Fenêtre sur cour : le Mietshäuser Syndikat contre les spéculateurs immobiliers
De nombreux projets d’habitat « anti-spéculation » sont impulsés par le « Mietshäuser Syndikat », fondé en 1999, dont les bureaux à Leipzig donnent sur cette cour. On y trouve pêle-mêle une vieille voiture, quelques plantations, des musiciens. De parts et d’autres, les enfants jouent.Dans ce modèle, le Syndicat s’associe à l’association des habitants pour créer une société. Les deux parties mettent des parts dans la société pour acheter un bâtiment. Celui-ci devient par ce biais la propriété de la société. La vocation du syndicat est de sortir les bâtiments du marché immobilier. Il a aujourd’hui réalisé 129 projets d’habitats coopératifs dans toute l’Allemagne, dont onze à Leipzig.
Les habitants gèrent ensuite en commun le fonctionnement de leur habitat. « Nous avons une coopérative de fruits et légumes, une bibliothèque », se réjouit un habitant, dans la cour de l’immeuble.

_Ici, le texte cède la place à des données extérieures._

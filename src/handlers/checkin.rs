//! Check-in handlers

use std::sync::Arc;

use axum::extract::{Path, State};
use axum::response::{IntoResponse, Response};
use axum::Json;
use serde::{Deserialize, Serialize};
use uuid::Uuid;

use crate::handlers::{error_response, Actor, AppState};
use crate::models::participant::Participant;
use crate::models::verification::VerificationRecord;

#[derive(Deserialize)]
pub struct CheckinRequest {
    pub code: String,
    pub assigned_room: Option<String>,
}

#[derive(Serialize)]
pub struct CheckinResponse {
    pub participant: Participant,
    pub first_scan: bool,
}

#[derive(Serialize)]
pub struct HistoryResponse {
    pub participant_id: Uuid,
    pub count: usize,
    pub records: Vec<VerificationRecord>,
}

/// `POST /checkin`
pub async fn verify_by_code(
    State(state): State<Arc<AppState>>,
    actor: Actor,
    Json(request): Json<CheckinRequest>,
) -> Response {
    let actor_email = match actor.required() {
        Ok(email) => email.to_string(),
        Err(err) => return error_response(err),
    };
    match state
        .services
        .checkin_service
        .verify_by_code(&request.code, &actor_email, request.assigned_room.as_deref())
        .await
    {
        Ok(outcome) => Json(CheckinResponse {
            participant: outcome.participant,
            first_scan: outcome.first_scan,
        })
        .into_response(),
        Err(err) => error_response(err),
    }
}

/// `GET /participants/:id/verifications`
pub async fn verification_history(
    State(state): State<Arc<AppState>>,
    Path(id): Path<Uuid>,
) -> Response {
    match state.services.checkin_service.verification_history(id).await {
        Ok(records) => Json(HistoryResponse {
            participant_id: id,
            count: records.len(),
            records,
        })
        .into_response(),
        Err(err) => error_response(err),
    }
}
//! Helper functions and utilities
//!
//! This module contains common helper functions used throughout the application.

use chrono::{DateTime, Utc};

/// Format a timestamp for display
pub fn format_timestamp(timestamp: DateTime<Utc>) -> String {
    timestamp.format("%Y-%m-%d %H:%M:%S UTC").to_string()
}

/// Validate email format
pub fn is_valid_email(email: &str) -> bool {
    email.contains('@') && email.contains('.') && email.len() > 5
}

/// Validate phone number format (basic validation)
pub fn is_valid_phone(phone: &str) -> bool {
    phone
        .chars()
        .all(|c| c.is_ascii_digit() || c == '+' || c == '-' || c == ' ')
        && phone.len() >= 10
}

/// Normalize whitespace in free-text input
pub fn normalize_whitespace(text: &str) -> String {
    text.split_whitespace().collect::<Vec<_>>().join(" ")
}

Les habitats coopératifs : une richesse à préserver
« Personne ne peut savoir où nous en seront d’ici quelques années », prévient Roman. Car à Leipzig, la Georg-Schwarz-Straße fait figure de dernier village gaulois. En dix ans, les prix ont augmenté de près de 40 pourcent dans le centre-ville. Et les logements vacants sont de plus en plus rares. Les habitants de la rue sont décidés à lutter contre la gentrification. Sur certains balcons, flottent des banderoles aux revendications claires : ici, les grands projets immobiliers aux objectifs purement financiers ne sont pas les bienvenus.Au Café Kaputt
Une machine à coudre, des outils en vrac… Ce « Repair Café » se trouve dans la cour du 9/11. Car en plus des lieux de vie, les habitants ont créé des espaces collectifs. Ici, des bénévoles accueillent les volontaires pour les aider à réparer un grille-pain, à recoudre un vêtement. Objectif de ce lieu gratuit et ouvert à tous : éviter de jeter en recyclant les objets, et créer du lien entre les habitants de la rue, et les autres habitants de Leipzig.« Partager les espaces », Merseburger Straße 38
Malgré la spéculation qui prend du terrain, les projets coopératifs continuent d’émerger. Le Merse38c est un Hausprojekt (Projet de maison) qui a ouvert récemment à quelques encablures de Georg-Schwarz-Straße. 21 adultes et deux enfants ont emménagé dans le bâtiment, composé d’une dizaine d’appartements et d’une cuisine commune au rez-de-chaussée. Les habitants sont des artistes, artisans, militants... Il est important pour eux de pouvoir se réapproprier les espaces et de prendre les décisions ensemble.La coopérative qui chapeaute cette association d’habitants est SoWo Leipzig eG, créée en mars 2017 sur le même modèle que Miethäuser Syndikat. Merse 38c est leur premier projet, tandis qu’une deuxième bâtisse va officiellement ouvrir en juin 2018 au numéro 1 de Georg-Schwarz-Straße. Cette dernière a failli être rachetée par un investisseur qui souhaitait en faire un hôtel. Grâce à l’impulsion de ces initiatives citoyennes, c’est la ville tout entière qui semble prendre une autre direction, à l’écart de sa grande sœur berlinoise.